As tension mounts leading up to arguments before the U.S. Supreme Court in Michigan v. Bay Mills, 63 Indian communities and U.S. Solicitor General Donald. B Verrilli Jr. have filed briefs in support of the Bay Mills Indian Community.
The Bay Mills tribe opened an off-reservation casino near Vanderbilt in November 2010, but closed it in March 2011 after a series of legal challenges, including a lawsuit by the state of Michigan over whether the property can be a casino site. The tribe says since the land was purchased with funds it received from the Michigan Land Claims Settlement Act of 1997, a casino can be built on it without going through the usual process of first having it placed in federal trust.
After nearly three years of legal challenges, the U.S. Supreme Court announced it would take on the case, on December 2. Michigan Attorney General Bill Schuette said this “sets the stage for an important discussion about the states’ ability to halt the unrestrained expansion of off-reservation tribal casino gambling.” In his first legal brief with the high court, Schuette wrote, “If state sovereignty means anything, it must include the ability to stop illegal conduct on lands under state jurisdiction. Bay Mills is allowed to break the law by opening casinos outside Indian lands; tribes that follow the law will be unfairly disadvantaged by illegal, competing casinos, or even encouraged to engage in the same unlawful behavior.”

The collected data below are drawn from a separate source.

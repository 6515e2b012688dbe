pub mod error;

use error::Error;

pub type DatabridgeResult<T> = Result<T, Error>;

/// Read a required, non-empty environment variable.
pub fn required_env(name: &str) -> DatabridgeResult<String> {
    match std::env::var(name) {
        Ok(value) if !value.is_empty() => Ok(value),
        _ => Err(Error::MissingEnv(name.to_string())),
    }
}

#[cfg(test)]
mod tests {
    use super::*;

    #[test]
    fn missing_env_is_reported_by_name() {
        let err = required_env("DATABRIDGE_UTILS_SURELY_UNSET").unwrap_err();
        assert!(matches!(err, Error::MissingEnv(ref name) if name == "DATABRIDGE_UTILS_SURELY_UNSET"));
        assert_eq!(err.to_string(), "environment variable DATABRIDGE_UTILS_SURELY_UNSET is not set");
    }
}
use thiserror::Error;
use reqwest::Error as ReqwestError;
use tokio_postgres::Error as PostgresError;
use deadpool_postgres::{BuildError as PoolBuildError, PoolError};
use url::ParseError;

#[derive(Debug, Error)]
pub enum Error {
    #[error("Reqwest Error: {0}")]
    RestSourceError(#[from] ReqwestError),

    #[error("Io Error: {0}")]
    IoError(#[from] std::io::Error),

    #[error("Url Error: {0}")]
    UrlParseError(#[from] ParseError),

    #[error("Csv Error: {0}")]
    CsvError(#[from] csv::Error),

    #[error("Json Error: {0}")]
    JsonError(#[from] serde_json::Error),

    #[error("Yaml Error: {0}")]
    YamlError(#[from] serde_yaml::Error),

    #[error("Postgres Error: {0}")]
    PostgresError(#[from] PostgresError),

    #[error("Pool Error: {0}")]
    PoolError(#[from] PoolError),

    #[error("Pool Build Error: {0}")]
    PoolBuildError(#[from] PoolBuildError),

    #[error("Sqlite Error: {0}")]
    SqliteError(#[from] rusqlite::Error),

    #[error("environment variable {0} is not set")]
    MissingEnv(String),
}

In response, a brief filed by the Bay Mills tribe stated, “This is one of the rare cases before this court that is squarely controlled by settled precedent. Michigan sued the Bay Mills Indian Community by name, seeking severe financial penalties and an injunction against the tribe. This court has repeatedly held that ‘an Indian tribe is subject to suit only where Congress has authorized the suit or the tribe has waived its immunity.’ Neither exception applies here: Congress has not abrogated Bay Mills’ immunity, and Bay Mills has not waived it. Michigan therefore cannot sue Bay Mills.”